- Data records:
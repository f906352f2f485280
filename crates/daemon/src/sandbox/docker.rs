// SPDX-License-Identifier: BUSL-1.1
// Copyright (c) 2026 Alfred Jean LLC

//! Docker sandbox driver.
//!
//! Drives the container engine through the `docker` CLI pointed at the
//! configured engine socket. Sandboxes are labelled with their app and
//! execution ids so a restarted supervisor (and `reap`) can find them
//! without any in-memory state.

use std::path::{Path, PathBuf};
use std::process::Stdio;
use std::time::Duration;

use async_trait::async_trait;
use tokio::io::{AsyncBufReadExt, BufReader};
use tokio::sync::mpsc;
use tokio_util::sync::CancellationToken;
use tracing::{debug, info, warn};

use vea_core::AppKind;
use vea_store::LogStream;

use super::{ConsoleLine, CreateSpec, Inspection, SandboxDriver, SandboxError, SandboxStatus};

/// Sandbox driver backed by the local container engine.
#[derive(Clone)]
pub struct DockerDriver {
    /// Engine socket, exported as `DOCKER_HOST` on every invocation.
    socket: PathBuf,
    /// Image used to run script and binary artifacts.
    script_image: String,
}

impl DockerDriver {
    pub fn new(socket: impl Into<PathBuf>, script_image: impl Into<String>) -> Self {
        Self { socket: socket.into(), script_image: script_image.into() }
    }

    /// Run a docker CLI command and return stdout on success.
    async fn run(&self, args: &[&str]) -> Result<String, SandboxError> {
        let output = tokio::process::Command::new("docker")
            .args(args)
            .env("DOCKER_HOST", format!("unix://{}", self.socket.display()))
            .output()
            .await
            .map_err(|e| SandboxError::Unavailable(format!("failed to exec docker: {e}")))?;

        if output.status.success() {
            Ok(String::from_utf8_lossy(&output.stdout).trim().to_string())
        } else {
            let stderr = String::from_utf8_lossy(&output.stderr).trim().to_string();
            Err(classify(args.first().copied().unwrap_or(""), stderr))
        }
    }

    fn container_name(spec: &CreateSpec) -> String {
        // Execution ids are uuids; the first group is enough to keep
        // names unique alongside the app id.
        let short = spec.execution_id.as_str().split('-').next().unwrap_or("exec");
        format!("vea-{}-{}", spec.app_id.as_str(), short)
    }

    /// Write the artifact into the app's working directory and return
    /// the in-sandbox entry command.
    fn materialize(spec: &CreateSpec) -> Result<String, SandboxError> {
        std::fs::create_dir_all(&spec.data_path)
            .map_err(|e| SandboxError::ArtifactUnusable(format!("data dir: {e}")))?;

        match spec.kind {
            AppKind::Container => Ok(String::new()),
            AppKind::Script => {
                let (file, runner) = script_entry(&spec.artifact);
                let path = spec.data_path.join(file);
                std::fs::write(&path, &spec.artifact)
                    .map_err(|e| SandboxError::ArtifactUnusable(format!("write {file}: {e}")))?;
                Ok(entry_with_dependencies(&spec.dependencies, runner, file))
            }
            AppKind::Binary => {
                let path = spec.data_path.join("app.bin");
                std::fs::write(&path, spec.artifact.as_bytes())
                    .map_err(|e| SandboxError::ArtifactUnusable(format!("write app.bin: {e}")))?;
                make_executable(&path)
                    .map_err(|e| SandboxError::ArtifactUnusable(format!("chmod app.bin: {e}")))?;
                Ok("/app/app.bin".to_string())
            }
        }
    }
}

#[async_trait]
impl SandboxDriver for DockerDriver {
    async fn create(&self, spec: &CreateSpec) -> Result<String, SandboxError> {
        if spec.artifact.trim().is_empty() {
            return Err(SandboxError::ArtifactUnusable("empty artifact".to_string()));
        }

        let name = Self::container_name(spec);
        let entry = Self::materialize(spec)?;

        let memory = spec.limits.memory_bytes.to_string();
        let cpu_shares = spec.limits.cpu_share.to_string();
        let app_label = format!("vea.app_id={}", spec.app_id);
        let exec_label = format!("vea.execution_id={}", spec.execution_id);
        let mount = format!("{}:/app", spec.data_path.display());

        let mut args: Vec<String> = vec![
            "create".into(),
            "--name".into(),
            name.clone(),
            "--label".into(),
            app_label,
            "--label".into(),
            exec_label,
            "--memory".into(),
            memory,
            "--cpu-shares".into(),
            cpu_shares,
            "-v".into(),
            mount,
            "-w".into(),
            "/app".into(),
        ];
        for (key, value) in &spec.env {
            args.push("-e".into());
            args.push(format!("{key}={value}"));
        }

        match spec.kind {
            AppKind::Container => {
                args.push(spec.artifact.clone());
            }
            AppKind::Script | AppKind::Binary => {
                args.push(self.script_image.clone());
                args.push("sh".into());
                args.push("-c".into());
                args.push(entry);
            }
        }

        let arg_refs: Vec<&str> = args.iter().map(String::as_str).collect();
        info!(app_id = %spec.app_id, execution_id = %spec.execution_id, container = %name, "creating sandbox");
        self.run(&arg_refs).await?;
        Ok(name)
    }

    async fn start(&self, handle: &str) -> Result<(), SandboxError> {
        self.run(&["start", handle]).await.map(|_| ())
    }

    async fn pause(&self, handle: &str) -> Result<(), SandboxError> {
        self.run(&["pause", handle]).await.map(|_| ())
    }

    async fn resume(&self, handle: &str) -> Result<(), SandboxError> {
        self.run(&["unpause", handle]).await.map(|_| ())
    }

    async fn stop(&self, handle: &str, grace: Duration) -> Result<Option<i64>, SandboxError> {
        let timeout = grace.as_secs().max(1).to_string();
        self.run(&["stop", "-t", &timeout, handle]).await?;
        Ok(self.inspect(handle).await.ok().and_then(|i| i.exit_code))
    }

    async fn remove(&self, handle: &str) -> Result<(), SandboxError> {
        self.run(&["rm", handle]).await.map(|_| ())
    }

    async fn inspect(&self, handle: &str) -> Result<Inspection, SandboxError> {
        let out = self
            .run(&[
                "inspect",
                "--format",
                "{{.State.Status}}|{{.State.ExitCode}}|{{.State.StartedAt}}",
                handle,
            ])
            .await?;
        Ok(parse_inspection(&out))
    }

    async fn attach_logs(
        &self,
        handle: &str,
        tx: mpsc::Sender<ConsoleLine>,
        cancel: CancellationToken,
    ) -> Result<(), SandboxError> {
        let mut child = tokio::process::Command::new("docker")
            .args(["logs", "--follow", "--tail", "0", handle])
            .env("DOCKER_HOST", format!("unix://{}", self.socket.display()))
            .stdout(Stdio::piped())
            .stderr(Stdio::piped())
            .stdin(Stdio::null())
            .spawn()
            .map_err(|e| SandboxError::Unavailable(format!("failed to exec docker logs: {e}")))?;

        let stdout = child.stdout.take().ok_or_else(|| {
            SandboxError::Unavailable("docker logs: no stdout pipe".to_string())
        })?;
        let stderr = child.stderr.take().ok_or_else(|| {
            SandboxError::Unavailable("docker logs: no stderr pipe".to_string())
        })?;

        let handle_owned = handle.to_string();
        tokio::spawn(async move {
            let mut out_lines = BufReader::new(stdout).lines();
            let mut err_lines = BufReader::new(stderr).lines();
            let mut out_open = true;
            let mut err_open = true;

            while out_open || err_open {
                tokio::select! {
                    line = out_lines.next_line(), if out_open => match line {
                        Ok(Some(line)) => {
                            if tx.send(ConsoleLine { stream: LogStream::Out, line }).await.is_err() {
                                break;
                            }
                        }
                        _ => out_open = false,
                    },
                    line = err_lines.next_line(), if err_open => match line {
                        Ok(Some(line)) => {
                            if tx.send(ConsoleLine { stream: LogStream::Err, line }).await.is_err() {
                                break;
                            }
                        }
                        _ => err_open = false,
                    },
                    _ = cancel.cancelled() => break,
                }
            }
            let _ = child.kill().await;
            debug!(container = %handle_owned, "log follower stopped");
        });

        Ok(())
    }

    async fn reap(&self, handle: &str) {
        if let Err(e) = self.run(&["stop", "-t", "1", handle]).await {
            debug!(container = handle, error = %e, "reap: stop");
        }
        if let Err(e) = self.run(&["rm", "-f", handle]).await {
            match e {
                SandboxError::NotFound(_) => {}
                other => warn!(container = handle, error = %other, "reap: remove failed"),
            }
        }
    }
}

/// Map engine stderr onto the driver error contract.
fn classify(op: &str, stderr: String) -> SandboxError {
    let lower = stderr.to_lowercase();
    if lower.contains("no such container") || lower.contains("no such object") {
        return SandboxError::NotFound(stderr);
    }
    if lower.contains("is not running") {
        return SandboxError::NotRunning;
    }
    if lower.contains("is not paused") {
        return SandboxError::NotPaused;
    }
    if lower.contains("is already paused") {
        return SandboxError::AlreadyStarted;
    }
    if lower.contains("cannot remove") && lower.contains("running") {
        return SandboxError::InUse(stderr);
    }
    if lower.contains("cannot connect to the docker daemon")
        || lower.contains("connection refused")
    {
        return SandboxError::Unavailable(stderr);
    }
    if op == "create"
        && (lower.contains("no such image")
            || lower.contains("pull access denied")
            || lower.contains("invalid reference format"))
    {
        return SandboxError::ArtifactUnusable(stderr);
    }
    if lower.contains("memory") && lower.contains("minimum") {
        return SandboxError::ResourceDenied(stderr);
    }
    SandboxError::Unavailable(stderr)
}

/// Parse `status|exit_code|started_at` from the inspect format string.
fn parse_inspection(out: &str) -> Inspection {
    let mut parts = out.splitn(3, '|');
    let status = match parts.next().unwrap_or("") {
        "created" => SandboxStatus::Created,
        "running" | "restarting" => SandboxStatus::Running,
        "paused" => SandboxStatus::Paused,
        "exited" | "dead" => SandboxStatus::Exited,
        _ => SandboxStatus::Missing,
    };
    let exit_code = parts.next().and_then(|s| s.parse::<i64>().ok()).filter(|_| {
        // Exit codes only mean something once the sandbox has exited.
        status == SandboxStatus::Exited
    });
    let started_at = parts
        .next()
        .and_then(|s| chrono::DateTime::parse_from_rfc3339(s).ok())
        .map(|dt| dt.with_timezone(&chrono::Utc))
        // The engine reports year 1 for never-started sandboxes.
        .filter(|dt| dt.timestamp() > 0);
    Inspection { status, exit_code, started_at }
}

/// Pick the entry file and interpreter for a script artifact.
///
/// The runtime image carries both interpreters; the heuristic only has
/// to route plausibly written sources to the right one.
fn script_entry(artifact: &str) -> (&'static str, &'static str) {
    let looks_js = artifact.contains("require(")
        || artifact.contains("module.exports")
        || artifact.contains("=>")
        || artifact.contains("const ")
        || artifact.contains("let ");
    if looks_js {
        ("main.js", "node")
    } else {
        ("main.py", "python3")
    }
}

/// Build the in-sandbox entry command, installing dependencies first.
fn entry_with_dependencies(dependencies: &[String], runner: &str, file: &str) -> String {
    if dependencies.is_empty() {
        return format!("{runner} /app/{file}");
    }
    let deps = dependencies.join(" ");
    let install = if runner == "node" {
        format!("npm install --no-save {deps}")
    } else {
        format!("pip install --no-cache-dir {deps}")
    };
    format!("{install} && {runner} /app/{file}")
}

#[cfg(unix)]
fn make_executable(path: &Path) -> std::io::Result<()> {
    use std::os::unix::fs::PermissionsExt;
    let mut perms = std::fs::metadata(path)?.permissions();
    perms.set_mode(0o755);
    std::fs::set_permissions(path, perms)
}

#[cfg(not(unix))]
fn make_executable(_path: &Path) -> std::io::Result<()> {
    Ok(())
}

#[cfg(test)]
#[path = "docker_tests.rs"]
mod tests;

- Work request:
Among the lines above, count those containing the word "perms" and write only the number.

- Reply:
3